• [TASK ITEM]
The full listing below should be copied verbatim.

━━━━━━━━━━━━━━━━━━━━

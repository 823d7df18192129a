use super::{DrawCmd, SortKey, ZIndex};

/// A single draw item: sort key + command.
#[derive(Debug, Clone, PartialEq)]
pub struct DrawItem {
    pub key: SortKey,
    pub cmd: DrawCmd,
}

/// Recorded draw stream for a frame.
///
/// `push()` is O(1); paint-order iteration reuses an internal index buffer, so
/// no per-frame allocation happens once the list is warmed up.
#[derive(Debug, Default)]
pub struct DrawList {
    items: Vec<DrawItem>,
    next_order: u32,

    sorted_indices: Vec<usize>,
    sorted_dirty: bool,
}

impl DrawList {
    #[inline]
    pub fn new() -> Self {
        Self::default()
    }

    /// Clears recorded items. Keeps allocated capacity.
    #[inline]
    pub fn clear(&mut self) {
        self.items.clear();
        self.next_order = 0;
        self.sorted_dirty = true;
        self.sorted_indices.clear();
    }

    /// Returns items in insertion order.
    #[inline]
    pub fn items(&self) -> &[DrawItem] {
        &self.items
    }

    #[inline]
    pub fn len(&self) -> usize {
        self.items.len()
    }

    #[inline]
    pub fn is_empty(&self) -> bool {
        self.items.is_empty()
    }

    /// Pushes a draw command with the given z-index.
    #[inline]
    pub fn push(&mut self, z: ZIndex, cmd: DrawCmd) {
        let order = self.next_order;
        self.next_order = self.next_order.wrapping_add(1);

        self.items.push(DrawItem { key: SortKey::new(z, order), cmd });

        self.sorted_dirty = true;
    }

    /// Iterates items in paint order (back-to-front) without cloning commands.
    pub fn iter_in_paint_order(&mut self) -> impl Iterator<Item = &DrawItem> {
        if self.sorted_dirty {
            self.rebuild_sorted_indices();
        }

        self.sorted_indices.iter().map(|&i| &self.items[i])
    }

    fn rebuild_sorted_indices(&mut self) {
        self.sorted_indices.clear();
        self.sorted_indices.extend(0..self.items.len());

        // SortKey includes insertion order, so equal z stays stable.
        self.sorted_indices
            .sort_by(|&a, &b| self.items[a].key.cmp(&self.items[b].key));

        self.sorted_dirty = false;
    }
}

#[cfg(test)]
mod tests {
    use super::*;
    use crate::coords::Rect;
    use crate::paint::Color;

    // ── ordering ──────────────────────────────────────────────────────────

    #[test]
    fn paint_order_sorts_by_z_then_insertion() {
        let mut list = DrawList::new();
        list.push_solid_rect(ZIndex(2), Rect::new(2.0, 0.0, 1.0, 1.0), Color::rgb8(0, 0, 0));
        list.push_solid_rect(ZIndex(1), Rect::new(1.0, 0.0, 1.0, 1.0), Color::rgb8(0, 0, 0));
        list.push_solid_rect(ZIndex(1), Rect::new(3.0, 0.0, 1.0, 1.0), Color::rgb8(0, 0, 0));

        let xs: Vec<f32> = list
            .iter_in_paint_order()
            .map(|item| match &item.cmd {
                DrawCmd::Rect(r) => r.rect.origin.x,
                _ => -1.0,
            })
            .collect();
        assert_eq!(xs, vec![1.0, 3.0, 2.0]);
    }

    #[test]
    fn clear_resets_items() {
        let mut list = DrawList::new();
        list.push_solid_rect(ZIndex(0), Rect::new(0.0, 0.0, 1.0, 1.0), Color::rgb8(0, 0, 0));
        list.clear();
        assert!(list.is_empty());
        assert_eq!(list.iter_in_paint_order().count(), 0);
    }
}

━━━━━━━━━━━━━━━━━━━━

• [RESPONSE FOR THIS EXERCISE]
repository 823d7df18192129a
use super::{DrawCmd, SortKey, ZIndex};

/// A single draw item: sort key + command.
#[derive(Debug, Clone, PartialEq)]
pub struct DrawItem {
    pub key: SortKey,
    pub cmd: DrawCmd,
}

/// Recorded draw stream for a frame.
///
/// `push()` is O(1); paint-order iteration reuses an internal index buffer, so
/// no per-frame allocation happens once the list is warmed up.
#[derive(Debug, Default)]
pub struct DrawList {
    items: Vec<DrawItem>,
    next_order: u32,

    sorted_indices: Vec<usize>,
    sorted_dirty: bool,
}

impl DrawList {
    #[inline]
    pub fn new() -> Self {
        Self::default()
    }

    /// Clears recorded items. Keeps allocated capacity.
    #[inline]
    pub fn clear(&mut self) {
        self.items.clear();
        self.next_order = 0;
        self.sorted_dirty = true;
        self.sorted_indices.clear();
    }

    /// Returns items in insertion order.
    #[inline]
    pub fn items(&self) -> &[DrawItem] {
        &self.items
    }

    #[inline]
    pub fn len(&self) -> usize {
        self.items.len()
    }

    #[inline]
    pub fn is_empty(&self) -> bool {
        self.items.is_empty()
    }

    /// Pushes a draw command with the given z-index.
    #[inline]
    pub fn push(&mut self, z: ZIndex, cmd: DrawCmd) {
        let order = self.next_order;
        self.next_order = self.next_order.wrapping_add(1);

        self.items.push(DrawItem { key: SortKey::new(z, order), cmd });

        self.sorted_dirty = true;
    }

    /// Iterates items in paint order (back-to-front) without cloning commands.
    pub fn iter_in_paint_order(&mut self) -> impl Iterator<Item = &DrawItem> {
        if self.sorted_dirty {
            self.rebuild_sorted_indices();
        }

        self.sorted_indices.iter().map(|&i| &self.items[i])
    }

    fn rebuild_sorted_indices(&mut self) {
        self.sorted_indices.clear();
        self.sorted_indices.extend(0..self.items.len());

        // SortKey includes insertion order, so equal z stays stable.
        self.sorted_indices
            .sort_by(|&a, &b| self.items[a].key.cmp(&self.items[b].key));

        self.sorted_dirty = false;
    }
}

#[cfg(test)]
mod tests {
    use super::*;
    use crate::coords::Rect;
    use crate::paint::Color;

    // ── ordering ──────────────────────────────────────────────────────────

    #[test]
    fn paint_order_sorts_by_z_then_insertion() {
        let mut list = DrawList::new();
        list.push_solid_rect(ZIndex(2), Rect::new(2.0, 0.0, 1.0, 1.0), Color::rgb8(0, 0, 0));
        list.push_solid_rect(ZIndex(1), Rect::new(1.0, 0.0, 1.0, 1.0), Color::rgb8(0, 0, 0));
        list.push_solid_rect(ZIndex(1), Rect::new(3.0, 0.0, 1.0, 1.0), Color::rgb8(0, 0, 0));

        let xs: Vec<f32> = list
            .iter_in_paint_order()
            .map(|item| match &item.cmd {
                DrawCmd::Rect(r) => r.rect.origin.x,
                _ => -1.0,
            })
            .collect();
        assert_eq!(xs, vec![1.0, 3.0, 2.0]);
    }

    #[test]
    fn clear_resets_items() {
        let mut list = DrawList::new();
        list.push_solid_rect(ZIndex(0), Rect::new(0.0, 0.0, 1.0, 1.0), Color::rgb8(0, 0, 0));
        list.clear();
        assert!(list.is_empty());
        assert_eq!(list.iter_in_paint_order().count(), 0);
    }
}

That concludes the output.